Among the various cells and extracellular matrix that constitute the blood-brain barrier, pericytes play an important role in the formation and maintenance of the integrity of the blood-brain barrier
.
Among other things, this group of cells is involved in regulating the chemical composition of the extracellular fluid surrounding brain cells and cerebral blood flow
.
After ischemic stroke, pericytes in the blood-brain barrier also die rapidly
.
Based on these phenomena, the joint research team of Professor Li Weiqiang and Xiang Peng from the Stem Cell and Tissue Engineering Research Center of Sun Yat-Sen University published a study in "Nature-Communications" and found that after transplantation of stem cell-derived pericytes into a mouse model of stroke, the Repairs broken blood-brain barrier and reduces neuronal death
.
The research team first induced human pluripotent stem cells to differentiate into pericyte-like cells through neural crest stem cells
.
Pericytes differentiated from stem cells express high levels of pericyte-specific markers CALD1, CSPG4 and PDGFRβ, but do not express smooth muscle cell marker αSMA
.
The study found that these pericytes were not only morphologically similar to primary cultured human cerebral vascular pericytes, but also exhibited powerful functions comparable to primary human cerebral vascular pericytes in terms of contractile properties, support of angiogenesis, and endothelial barrier reinforcement.
sex
.
The RNA sequencing results further confirmed this, proving that the two also share a very high similarity in gene expression profiles
.
An ischemic stroke (cerebral infarction) is caused by a blockage of a blood vessel in the brain
.
Credit: jamesbenet/Getty Images So do these pericytes have potential neurotherapeutics? To answer this question, the researchers infused the differentiated pericytes into stroke model (tMCAO) mice
.
The results showed that the implanted cells were rapidly recruited around the capillaries in the cerebral ischemic penumbra, which slowed down the brain injury, protected neurons from apoptosis, rapidly restored the neurological function of the brain-injured mice, and effectively improved the brain injury.

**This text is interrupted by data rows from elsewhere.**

//! Shared state handed to every handler.

use crate::{
    config::AppConfig,
    middleware::security_headers::SecurityHeadersConfig,
    services::{
        access::AccessKeyGate,
        remote::RemoteFetcher,
        storage::{Backend, StorageBackend},
        upload::UploadPipeline,
    },
};
use anyhow::{Context, Result};
use std::sync::Arc;

/// The slice of configuration the HTTP layer reads per request.
#[derive(Debug, Clone)]
pub struct HttpSettings {
    pub site_url: Option<String>,
    pub site_path: String,
    pub selif_path: String,
    pub max_size: u64,
    pub anyone_can_delete: bool,
    pub no_direct_agents: bool,
    pub file_content_security_policy: String,
    pub file_referrer_policy: String,
    pub allow_hotlink: bool,
}

impl From<&AppConfig> for HttpSettings {
    fn from(cfg: &AppConfig) -> Self {
        Self {
            site_url: cfg.site_url.clone(),
            site_path: cfg.site_path.clone(),
            selif_path: cfg.selif_path.clone(),
            max_size: cfg.max_size,
            anyone_can_delete: cfg.anyone_can_delete,
            no_direct_agents: cfg.no_direct_agents,
            file_content_security_policy: cfg.file_content_security_policy.clone(),
            file_referrer_policy: cfg.file_referrer_policy.clone(),
            allow_hotlink: cfg.allow_hotlink,
        }
    }
}

#[derive(Clone)]
pub struct AppState {
    pub backend: Backend,
    pub storage: Arc<dyn StorageBackend>,
    pub pipeline: UploadPipeline,
    pub gate: AccessKeyGate,
    /// Present only when remote uploads are enabled.
    pub remote: Option<RemoteFetcher>,
    pub settings: Arc<HttpSettings>,
    pub security_headers: Arc<SecurityHeadersConfig>,
}

impl AppState {
    pub fn new(cfg: &AppConfig, backend: Backend) -> Result<Self> {
        let storage = backend.storage();
        let pipeline = UploadPipeline::new(storage.clone(), cfg.upload_policy(), cfg.expiry_policy());
        let remote = if cfg.allow_remote_upload {
            Some(RemoteFetcher::new(cfg.max_size).context("building remote fetch client")?)
        } else {
            None
        };

        let security_headers = SecurityHeadersConfig::new(
            &cfg.content_security_policy,
            &cfg.referrer_policy,
            &cfg.x_frame_options,
            &cfg.add_headers,
        )
        .context("building response headers")?;

        Ok(Self {
            backend,
            storage,
            pipeline,
            gate: AccessKeyGate::new(cfg.cookie_policy()),
            remote,
            settings: Arc::new(HttpSettings::from(cfg)),
            security_headers: Arc::new(security_headers),
        })
    }
}
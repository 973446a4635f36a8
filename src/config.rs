use crate::services::{
    access::AccessCookiePolicy,
    storage::BackendConfig,
    upload::{ExpiryPolicy, UploadPolicy},
};
use anyhow::{Context, Result};
use clap::Parser;
use std::{env, str::FromStr, time::Duration};

const ENV_PREFIX: &str = "TEMPDROP_";

/// One year; longer sweep periods overflow timer deadlines.
const MAX_CLEANUP_MINUTES: u64 = 365 * 24 * 60;

const DEFAULT_MAX_SIZE: u64 = 4 * 1024 * 1024 * 1024;
const DEFAULT_FILE_CSP: &str = "default-src 'none'; img-src 'self'; object-src 'self'; \
    media-src 'self'; style-src 'self' 'unsafe-inline'; frame-ancestors 'self';";
const DEFAULT_CSP: &str = "default-src 'self'; img-src 'self' data:; \
    style-src 'self' 'unsafe-inline'; frame-ancestors 'self';";
const DEFAULT_REFERRER_POLICY: &str = "same-origin";
const DEFAULT_X_FRAME_OPTIONS: &str = "SAMEORIGIN";

/// Centralized application configuration.
/// Combines environment variables and CLI arguments.
#[derive(Debug, Clone)]
pub struct AppConfig {
    pub host: String,
    pub port: u16,
    /// Absolute base URL for links; derived from the request when unset.
    pub site_url: Option<String>,
    /// Always starts and ends with `/`.
    pub site_path: String,
    /// Raw-serve prefix without slashes.
    pub selif_path: String,
    pub files_dir: String,
    pub meta_dir: String,
    pub max_size: u64,
    pub max_expiry: u64,
    pub default_expiry: u64,
    pub default_expiry_cli: u64,
    pub forbidden_extensions: Vec<String>,
    pub anyone_can_delete: bool,
    pub access_cookie_expiry: u64,
    pub cleanup_every_minutes: u64,
    pub min_free_space_gb: f64,
    pub s3_bucket: Option<String>,
    pub s3_region: Option<String>,
    pub s3_endpoint: Option<String>,
    pub s3_force_path_style: bool,
    pub no_direct_agents: bool,
    pub file_content_security_policy: String,
    pub file_referrer_policy: String,
    /// Site-wide headers; an empty value disables the header.
    pub content_security_policy: String,
    pub referrer_policy: String,
    pub x_frame_options: String,
    /// Extra `Name: value` headers added to every response.
    pub add_headers: Vec<String>,
    pub allow_hotlink: bool,
    pub allow_remote_upload: bool,
}

/// Command-line + environment configuration.
///
/// Every option falls back to `TEMPDROP_<NAME>` when not given on the
/// command line.
#[derive(Parser, Debug, Default)]
#[command(author, version, about = "Temporary file drop server")]
pub struct Args {
    /// Host to bind to
    #[arg(long)]
    pub host: Option<String>,

    /// Port to bind to
    #[arg(long)]
    pub port: Option<u16>,

    /// Public base URL used in returned links, e.g. https://drop.example.com/
    #[arg(long)]
    pub site_url: Option<String>,

    /// Path prefix the site is mounted under
    #[arg(long)]
    pub site_path: Option<String>,

    /// Path prefix for raw file downloads
    #[arg(long)]
    pub selif_path: Option<String>,

    /// Directory holding file contents
    #[arg(long)]
    pub files_dir: Option<String>,

    /// Directory holding file metadata
    #[arg(long)]
    pub meta_dir: Option<String>,

    /// Maximum upload size in bytes
    #[arg(long)]
    pub max_size: Option<u64>,

    /// Maximum expiry in seconds (0 = unlimited)
    #[arg(long)]
    pub max_expiry: Option<u64>,

    /// Default expiry in seconds (0 = use the maximum)
    #[arg(long)]
    pub default_expiry: Option<u64>,

    /// Default expiry in seconds for scripted clients
    #[arg(long)]
    pub default_expiry_cli: Option<u64>,

    /// Extension that may not be uploaded; repeatable
    #[arg(long = "forbidden-extension")]
    pub forbidden_extensions: Vec<String>,

    /// Allow deletion without the delete key
    #[arg(long)]
    pub anyone_can_delete: bool,

    /// Lifetime of access key cookies in seconds (0 = session)
    #[arg(long)]
    pub access_cookie_expiry: Option<u64>,

    /// Sweep expired files every N minutes (0 = never)
    #[arg(long)]
    pub cleanup_every_minutes: Option<u64>,

    /// Refuse uploads that would leave less free disk space than this
    #[arg(long)]
    pub min_free_space_gb: Option<f64>,

    /// Store files in this S3 bucket instead of on local disk
    #[arg(long)]
    pub s3_bucket: Option<String>,

    #[arg(long)]
    pub s3_region: Option<String>,

    /// Endpoint of an S3-compatible service
    #[arg(long)]
    pub s3_endpoint: Option<String>,

    #[arg(long)]
    pub s3_force_path_style: bool,

    /// Do not serve raw files to scripted clients on the display route
    #[arg(long)]
    pub no_direct_agents: bool,

    /// Content-Security-Policy sent with served files
    #[arg(long)]
    pub file_content_security_policy: Option<String>,

    /// Referrer-Policy sent with served files
    #[arg(long)]
    pub file_referrer_policy: Option<String>,

    /// Default Content-Security-Policy for every other response
    #[arg(long)]
    pub content_security_policy: Option<String>,

    /// Default Referrer-Policy for every other response
    #[arg(long)]
    pub referrer_policy: Option<String>,

    /// Value of the X-Frame-Options header
    #[arg(long)]
    pub x_frame_options: Option<String>,

    /// Add `Name: value` to every response; repeatable
    #[arg(long = "add-header")]
    pub add_headers: Vec<String>,

    /// Serve raw files to pages on other sites instead of redirecting
    #[arg(long)]
    pub allow_hotlink: bool,

    /// Enable POST /upload/remote
    #[arg(long)]
    pub allow_remote_upload: bool,
}

/// Reads `TEMPDROP_*` values through a lookup function.
struct EnvSource<F> {
    lookup: F,
}

impl<F: Fn(&str) -> Option<String>> EnvSource<F> {
    fn raw(&self, name: &str) -> Option<String> {
        (self.lookup)(&format!("{ENV_PREFIX}{name}")).filter(|v| !v.is_empty())
    }

    fn parsed<T>(&self, name: &str) -> Result<Option<T>>
    where
        T: FromStr,
        T::Err: std::error::Error + Send + Sync + 'static,
    {
        self.raw(name)
            .map(|value| {
                value
                    .parse::<T>()
                    .with_context(|| format!("parsing {ENV_PREFIX}{name} value `{value}`"))
            })
            .transpose()
    }

    fn flag(&self, name: &str) -> Result<bool> {
        match self.raw(name).as_deref() {
            None => Ok(false),
            Some("1" | "true" | "yes" | "on") => Ok(true),
            Some("0" | "false" | "no" | "off") => Ok(false),
            Some(other) => anyhow::bail!("parsing {ENV_PREFIX}{name} value `{other}` as a flag"),
        }
    }

    fn list(&self, name: &str) -> Vec<String> {
        self.raw(name)
            .map(|value| value.split(',').map(str::to_string).collect())
            .unwrap_or_default()
    }

    /// One entry per non-empty line, for values that may contain commas.
    fn lines(&self, name: &str) -> Vec<String> {
        self.raw(name)
            .map(|value| {
                value
                    .lines()
                    .map(str::trim)
                    .filter(|l| !l.is_empty())
                    .map(str::to_string)
                    .collect()
            })
            .unwrap_or_default()
    }
}

impl AppConfig {
    /// Parse environment variables + CLI args into AppConfig.
    pub fn from_env_and_args() -> Result<Self> {
        Self::from_sources(Args::parse(), |name| env::var(name).ok())
    }

    /// Merge `args` over values from `lookup`, then defaults.
    pub fn from_sources(args: Args, lookup: impl Fn(&str) -> Option<String>) -> Result<Self> {
        let env = EnvSource { lookup };

        let forbidden = if args.forbidden_extensions.is_empty() {
            env.list("FORBIDDEN_EXTENSIONS")
        } else {
            args.forbidden_extensions
        };

        let add_headers = if args.add_headers.is_empty() {
            env.lines("ADD_HEADERS")
        } else {
            args.add_headers
        };

        let site_url = args.site_url.or(env.raw("SITE_URL"));
        let site_path = match args.site_path.or(env.raw("SITE_PATH")) {
            Some(path) => path,
            None => site_url
                .as_deref()
                .map(path_of_url)
                .transpose()?
                .unwrap_or_default(),
        };

        let cfg = Self {
            host: args.host.or(env.raw("HOST")).unwrap_or_else(|| "0.0.0.0".into()),
            port: args.port.or(env.parsed("PORT")?).unwrap_or(8080),
            site_url,
            site_path: normalize_site_path(&site_path),
            selif_path: args
                .selif_path
                .or(env.raw("SELIF_PATH"))
                .map(|p| p.trim_matches('/').to_string())
                .filter(|p| !p.is_empty())
                .unwrap_or_else(|| "selif".into()),
            files_dir: args
                .files_dir
                .or(env.raw("FILES_DIR"))
                .unwrap_or_else(|| "./data/files".into()),
            meta_dir: args
                .meta_dir
                .or(env.raw("META_DIR"))
                .unwrap_or_else(|| "./data/meta".into()),
            max_size: args
                .max_size
                .or(env.parsed("MAX_SIZE")?)
                .unwrap_or(DEFAULT_MAX_SIZE),
            max_expiry: args.max_expiry.or(env.parsed("MAX_EXPIRY")?).unwrap_or(0),
            default_expiry: args
                .default_expiry
                .or(env.parsed("DEFAULT_EXPIRY")?)
                .unwrap_or(0),
            default_expiry_cli: args
                .default_expiry_cli
                .or(env.parsed("DEFAULT_EXPIRY_CLI")?)
                .unwrap_or(0),
            forbidden_extensions: forbidden
                .iter()
                .map(|ext| ext.trim().trim_start_matches('.').to_lowercase())
                .filter(|ext| !ext.is_empty())
                .collect(),
            anyone_can_delete: args.anyone_can_delete || env.flag("ANYONE_CAN_DELETE")?,
            access_cookie_expiry: args
                .access_cookie_expiry
                .or(env.parsed("ACCESS_COOKIE_EXPIRY")?)
                .unwrap_or(0),
            cleanup_every_minutes: args
                .cleanup_every_minutes
                .or(env.parsed("CLEANUP_EVERY_MINUTES")?)
                .unwrap_or(0),
            min_free_space_gb: args
                .min_free_space_gb
                .or(env.parsed("MIN_FREE_SPACE_GB")?)
                .unwrap_or(0.0),
            s3_bucket: args.s3_bucket.or(env.raw("S3_BUCKET")),
            s3_region: args.s3_region.or(env.raw("S3_REGION")),
            s3_endpoint: args.s3_endpoint.or(env.raw("S3_ENDPOINT")),
            s3_force_path_style: args.s3_force_path_style || env.flag("S3_FORCE_PATH_STYLE")?,
            no_direct_agents: args.no_direct_agents || env.flag("NO_DIRECT_AGENTS")?,
            file_content_security_policy: args
                .file_content_security_policy
                .or(env.raw("FILE_CONTENT_SECURITY_POLICY"))
                .unwrap_or_else(|| DEFAULT_FILE_CSP.into()),
            file_referrer_policy: args
                .file_referrer_policy
                .or(env.raw("FILE_REFERRER_POLICY"))
                .unwrap_or_else(|| DEFAULT_REFERRER_POLICY.into()),
            content_security_policy: args
                .content_security_policy
                .or(env.raw("CONTENT_SECURITY_POLICY"))
                .unwrap_or_else(|| DEFAULT_CSP.into()),
            referrer_policy: args
                .referrer_policy
                .or(env.raw("REFERRER_POLICY"))
                .unwrap_or_else(|| DEFAULT_REFERRER_POLICY.into()),
            x_frame_options: args
                .x_frame_options
                .or(env.raw("X_FRAME_OPTIONS"))
                .unwrap_or_else(|| DEFAULT_X_FRAME_OPTIONS.into()),
            add_headers,
            allow_hotlink: args.allow_hotlink || env.flag("ALLOW_HOTLINK")?,
            allow_remote_upload: args.allow_remote_upload || env.flag("ALLOW_REMOTE_UPLOAD")?,
        };

        if cfg.cleanup_every_minutes > MAX_CLEANUP_MINUTES {
            anyhow::bail!(
                "cleanup-every-minutes must be at most {MAX_CLEANUP_MINUTES}, got {}",
                cfg.cleanup_every_minutes
            );
        }

        Ok(cfg)
    }

    pub fn addr(&self) -> String {
        format!("{}:{}", self.host, self.port)
    }

    /// Period of the expired file sweep; `None` when disabled.
    pub fn cleanup_interval(&self) -> Option<Duration> {
        match self.cleanup_every_minutes {
            0 => None,
            minutes => Some(Duration::from_secs(minutes.saturating_mul(60))),
        }
    }

    pub fn backend_config(&self) -> BackendConfig {
        match &self.s3_bucket {
            Some(bucket) => BackendConfig::ObjectStore {
                bucket: bucket.clone(),
                region: self.s3_region.clone(),
                endpoint: self.s3_endpoint.clone(),
                force_path_style: self.s3_force_path_style,
            },
            None => BackendConfig::LocalFs {
                files_dir: self.files_dir.clone(),
                meta_dir: self.meta_dir.clone(),
                min_free_space_gb: self.min_free_space_gb,
            },
        }
    }

    pub fn upload_policy(&self) -> UploadPolicy {
        UploadPolicy {
            max_size: self.max_size,
            forbidden_extensions: self.forbidden_extensions.clone(),
        }
    }

    pub fn expiry_policy(&self) -> ExpiryPolicy {
        ExpiryPolicy {
            default_secs: self.default_expiry,
            default_cli_secs: self.default_expiry_cli,
            max_secs: self.max_expiry,
        }
    }

    pub fn cookie_policy(&self) -> AccessCookiePolicy {
        AccessCookiePolicy {
            site_path: self.site_path.clone(),
            selif_path: self.selif_path.clone(),
            cookie_ttl_secs: self.access_cookie_expiry,
        }
    }
}

/// Path component of an absolute site URL.
fn path_of_url(raw: &str) -> Result<String> {
    let url = reqwest::Url::parse(raw).with_context(|| format!("parsing site url `{raw}`"))?;
    Ok(url.path().to_string())
}

fn normalize_site_path(raw: &str) -> String {
    let trimmed = raw.trim().trim_matches('/');
    if trimmed.is_empty() {
        "/".into()
    } else {
        format!("/{trimmed}/")
    }
}
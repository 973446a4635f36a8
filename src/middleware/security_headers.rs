//! Site-wide response headers.
//!
//! Served files carry their own Content-Security-Policy and
//! Referrer-Policy; the site defaults fill in only where a handler set none.

use anyhow::{Context, Result};
use axum::{
    extract::{Request, State},
    http::{HeaderMap, HeaderName, HeaderValue, header},
    middleware::Next,
    response::Response,
};
use std::sync::Arc;

#[derive(Debug, Clone, Default)]
pub struct SecurityHeadersConfig {
    content_security_policy: Option<HeaderValue>,
    referrer_policy: Option<HeaderValue>,
    x_frame_options: Option<HeaderValue>,
    extra: Vec<(HeaderName, HeaderValue)>,
}

/// `None` for an empty setting, which disables the header.
fn optional_value(name: &str, value: &str) -> Result<Option<HeaderValue>> {
    if value.is_empty() {
        return Ok(None);
    }
    HeaderValue::from_str(value)
        .map(Some)
        .with_context(|| format!("invalid {name} header value `{value}`"))
}

/// Parse a `Name: value` header line.
fn parse_header_line(line: &str) -> Result<(HeaderName, HeaderValue)> {
    let (name, value) = line
        .split_once(": ")
        .with_context(|| format!("header `{line}` is not in `Name: value` form"))?;
    let name = HeaderName::from_bytes(name.trim().as_bytes())
        .with_context(|| format!("invalid header name in `{line}`"))?;
    let value =
        HeaderValue::from_str(value.trim()).with_context(|| format!("invalid header value in `{line}`"))?;
    Ok((name, value))
}

impl SecurityHeadersConfig {
    pub fn new(
        content_security_policy: &str,
        referrer_policy: &str,
        x_frame_options: &str,
        extra: &[String],
    ) -> Result<Self> {
        Ok(Self {
            content_security_policy: optional_value(
                "Content-Security-Policy",
                content_security_policy,
            )?,
            referrer_policy: optional_value("Referrer-Policy", referrer_policy)?,
            x_frame_options: optional_value("X-Frame-Options", x_frame_options)?,
            extra: extra
                .iter()
                .map(|line| parse_header_line(line))
                .collect::<Result<_>>()?,
        })
    }

    /// Whether any of the policy headers is enabled.
    fn is_hardened(&self) -> bool {
        self.content_security_policy.is_some()
            || self.referrer_policy.is_some()
            || self.x_frame_options.is_some()
    }

    fn apply(&self, headers: &mut HeaderMap) {
        if self.is_hardened() {
            if let Some(csp) = &self.content_security_policy {
                headers
                    .entry(header::CONTENT_SECURITY_POLICY)
                    .or_insert_with(|| csp.clone());
            }
            if let Some(policy) = &self.referrer_policy {
                headers
                    .entry(header::REFERRER_POLICY)
                    .or_insert_with(|| policy.clone());
            }
            if let Some(frame) = &self.x_frame_options {
                headers.insert(header::X_FRAME_OPTIONS, frame.clone());
            }
            headers.insert(
                header::X_CONTENT_TYPE_OPTIONS,
                HeaderValue::from_static("nosniff"),
            );
            headers.insert(
                header::X_XSS_PROTECTION,
                HeaderValue::from_static("1; mode=block"),
            );
        }

        for (name, value) in &self.extra {
            headers.append(name.clone(), value.clone());
        }
    }
}

/// Security headers middleware
/// Adds the configured headers to all HTTP responses
pub async fn security_headers_middleware(
    State(config): State<Arc<SecurityHeadersConfig>>,
    request: Request,
    next: Next,
) -> Response {
    let mut response = next.run(request).await;
    config.apply(response.headers_mut());
    response
}
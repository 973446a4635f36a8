pub mod access;
pub mod archive;
pub mod cleanup;
pub mod expiry;
pub mod remote;
pub mod sniff;
pub mod storage;
pub mod upload;
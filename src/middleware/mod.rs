pub mod security_headers;
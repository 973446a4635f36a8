//! Listing the entries of uploaded archives.
//!
//! Runs synchronously against a file on disk; call it from `spawn_blocking`.

use bzip2::read::BzDecoder;
use flate2::read::GzDecoder;
use std::{
    fs::File,
    io::{self, BufReader, Read},
    path::Path,
};

/// List entry names of `path` if `mimetype` is a recognized archive format.
///
/// Returns an empty list for anything that is not an archive. Directory
/// entries keep their trailing `/`. The result is sorted.
pub fn list_archive_entries(mimetype: &str, path: &Path) -> io::Result<Vec<String>> {
    let essence = mimetype.split(';').next().unwrap_or(mimetype).trim();
    let open = || File::open(path).map(BufReader::new);

    let mut entries = match essence {
        "application/x-tar" => list_tar(open()?)?,
        "application/gzip" | "application/x-gzip" => list_tar(GzDecoder::new(open()?))?,
        "application/x-bzip" | "application/bzip2" | "application/x-bzip2" => {
            list_tar(BzDecoder::new(open()?))?
        }
        "application/zip" | "application/x-zip" | "application/x-zip-compressed" => {
            let archive = zip::ZipArchive::new(open()?).map_err(io::Error::other)?;
            archive.file_names().map(str::to_string).collect()
        }
        "application/x-rar" | "application/x-rar-compressed" | "application/vnd.rar" => {
            list_rar(path)?
        }
        _ => Vec::new(),
    };

    entries.sort();
    Ok(entries)
}

fn list_tar<R: Read>(input: R) -> io::Result<Vec<String>> {
    let mut archive = tar::Archive::new(input);
    let mut names = Vec::new();
    for entry in archive.entries()? {
        let entry = entry?;
        let kind = entry.header().entry_type();
        if kind.is_dir() || kind.is_file() {
            let name = String::from_utf8_lossy(&entry.path_bytes()).into_owned();
            names.push(name);
        }
    }
    Ok(names)
}

fn list_rar(path: &Path) -> io::Result<Vec<String>> {
    let archive = unrar::Archive::new(path)
        .open_for_listing()
        .map_err(io::Error::other)?;
    let mut names = Vec::new();
    for entry in archive {
        let entry = entry.map_err(io::Error::other)?;
        let name = entry.filename.to_string_lossy().into_owned();
        if entry.is_directory() {
            names.push(format!("{name}/"));
        } else {
            names.push(name);
        }
    }
    Ok(names)
}
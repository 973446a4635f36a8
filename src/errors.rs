use crate::services::{
    access::AccessError, remote::RemoteError, storage::StorageError, upload::UploadError,
};
use axum::{
    Json,
    http::StatusCode,
    response::{IntoResponse, Response},
};
use serde_json::json;
use std::fmt;
use tracing::error;

/// A lightweight wrapper for general errors that keeps the message local.
#[derive(Debug)]
pub struct AppError {
    pub status: StatusCode,
    pub message: String,
}

impl AppError {
    /// Create a new AppError with a specific status and message.
    pub fn new(status: StatusCode, msg: impl Into<String>) -> Self {
        Self {
            status,
            message: msg.into(),
        }
    }

    /// Shortcut for a 500 Internal Server Error
    pub fn internal(msg: impl Into<String>) -> Self {
        Self::new(StatusCode::INTERNAL_SERVER_ERROR, msg)
    }

    /// Shortcut for 404 Not Found
    pub fn not_found(msg: impl Into<String>) -> Self {
        Self::new(StatusCode::NOT_FOUND, msg)
    }

    pub fn bad_request(msg: impl Into<String>) -> Self {
        Self::new(StatusCode::BAD_REQUEST, msg)
    }

    pub fn unauthorized(msg: impl Into<String>) -> Self {
        Self::new(StatusCode::UNAUTHORIZED, msg)
    }
}

impl fmt::Display for AppError {
    fn fmt(&self, f: &mut fmt::Formatter<'_>) -> fmt::Result {
        write!(f, "{}", self.message)
    }
}

impl std::error::Error for AppError {}

impl IntoResponse for AppError {
    fn into_response(self) -> Response {
        let body = Json(json!({
            "error": self.message,
            "status": self.status.as_u16()
        }));

        (self.status, body).into_response()
    }
}

impl From<anyhow::Error> for AppError {
    fn from(err: anyhow::Error) -> Self {
        AppError::internal(err.to_string())
    }
}

impl From<StorageError> for AppError {
    fn from(err: StorageError) -> Self {
        match err {
            StorageError::NotFound(_) | StorageError::InvalidKey(_) => {
                AppError::not_found("file not found")
            }
            StorageError::FileEmpty => AppError::bad_request(err.to_string()),
            StorageError::BadMetadata(_) => AppError::internal("corrupt metadata"),
            StorageError::InsufficientDiskSpace { .. } => {
                error!(error = %err, "rejecting upload");
                AppError::new(StatusCode::INSUFFICIENT_STORAGE, "insufficient disk space")
            }
            other => {
                error!(error = %other, "storage failure");
                AppError::internal(other.to_string())
            }
        }
    }
}

impl From<UploadError> for AppError {
    fn from(err: UploadError) -> Self {
        match err {
            UploadError::Storage(inner) => inner.into(),
            user_error => AppError::bad_request(format!("could not upload file: {user_error}")),
        }
    }
}

impl From<AccessError> for AppError {
    fn from(err: AccessError) -> Self {
        AppError::unauthorized(err.to_string())
    }
}

impl From<RemoteError> for AppError {
    fn from(err: RemoteError) -> Self {
        match err {
            RemoteError::InvalidUrl(_) => AppError::bad_request(err.to_string()),
            other => AppError::new(StatusCode::BAD_GATEWAY, other.to_string()),
        }
    }
}

#[cfg(test)]
mod tests {
    use super::*;

    #[test]
    fn statuses_follow_error_kind() {
        let status = |e: AppError| e.status;
        assert_eq!(status(StorageError::NotFound("k".into()).into()), StatusCode::NOT_FOUND);
        assert_eq!(status(StorageError::InvalidKey("..".into()).into()), StatusCode::NOT_FOUND);
        assert_eq!(status(UploadError::FileTooLarge.into()), StatusCode::BAD_REQUEST);
        assert_eq!(
            status(UploadError::ForbiddenExtension("exe".into()).into()),
            StatusCode::BAD_REQUEST
        );
        assert_eq!(status(AccessError::InvalidAccessKey.into()), StatusCode::UNAUTHORIZED);
        assert_eq!(
            status(
                StorageError::InsufficientDiskSpace {
                    available: 1,
                    required: 2
                }
                .into()
            ),
            StatusCode::INSUFFICIENT_STORAGE
        );
        assert_eq!(
            status(UploadError::Storage(StorageError::Transport("boom".into())).into()),
            StatusCode::INTERNAL_SERVER_ERROR
        );
    }
}
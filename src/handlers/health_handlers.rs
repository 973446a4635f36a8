//! Health & readiness handlers.
//!
//! - GET /healthz  -> simple liveness ("ok")
//! - GET /readyz   -> readiness that probes the storage backend

use crate::state::AppState;
use axum::{Json, extract::State, http::StatusCode, response::IntoResponse};
use serde::Serialize;
use std::collections::HashMap;

/// `GET /healthz`
///
/// Very small liveness probe; never performs I/O.
pub async fn healthz() -> impl IntoResponse {
    (
        StatusCode::OK,
        Json(HealthResponse {
            status: "ok".into(),
        }),
    )
}

/// `GET /readyz`
///
/// Local storage gets a write/read/delete round trip in the files directory;
/// the object store gets a bucket lookup. 200 when the probe passes, 503
/// otherwise.
pub async fn readyz(State(state): State<AppState>) -> impl IntoResponse {
    let check = match state.backend.probe().await {
        Ok(()) => CheckStatus {
            ok: true,
            error: None,
        },
        Err(err) => CheckStatus {
            ok: false,
            error: Some(err.to_string()),
        },
    };
    let overall_ok = check.ok;

    let mut checks = HashMap::new();
    checks.insert(state.backend.name(), check);

    let body = ReadyResponse {
        status: if overall_ok {
            "ok".into()
        } else {
            "error".into()
        },
        checks,
    };

    let status = if overall_ok {
        StatusCode::OK
    } else {
        StatusCode::SERVICE_UNAVAILABLE
    };
    (status, Json(body))
}

#[derive(Serialize)]
struct HealthResponse {
    status: String,
}

#[derive(Serialize)]
struct ReadyResponse {
    status: String,
    checks: HashMap<&'static str, CheckStatus>,
}

#[derive(Serialize)]
struct CheckStatus {
    ok: bool,
    error: Option<String>,
}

The locomotor ability of mice
.
Not only that, but pericyte transplantation also significantly restored the integrity of the blood-brain barrier after stroke
.
Compared with the control group, the pericyte-treated mice had significantly reduced brain edema, plasma protein deposition, and significantly reduced leakage of TRITC-dextran and Evans blue dyes, which are used to indicate the degree of barrier damage
.
It can be seen that pericyte transplantation can repair the blood-brain barrier in mice
.
To explore the mechanisms behind the therapeutic effects of pericyte transplantation, the researchers further analyzed RNA-sequencing data and found high levels of expression of the midkine gene MDK in these cells
.
Midkine enhances neurite outgrowth, neuronal cell survival, and plasminogen activator activity
.
Correspondingly, mouse neurological deficit scores confirmed that MDK knockdown significantly reduced the neuroprotective effects of pericytes
.
In the future, the research team will further explore the clinical translational significance of the research results in the treatment of ischemic stroke
.
Reference: 1.
Sun, J.
et al.
Transplantation of hPSC-derived pericyte-like cells promotes functional recovery in ischemic stroke mice.
Nat.
Commun.
2020 111 11, 1–20 (2020) © NatureNat Com | doi:10.
1038 /s41467-020-19042-y Chinese content is for reference only, all content is subject to the original English version.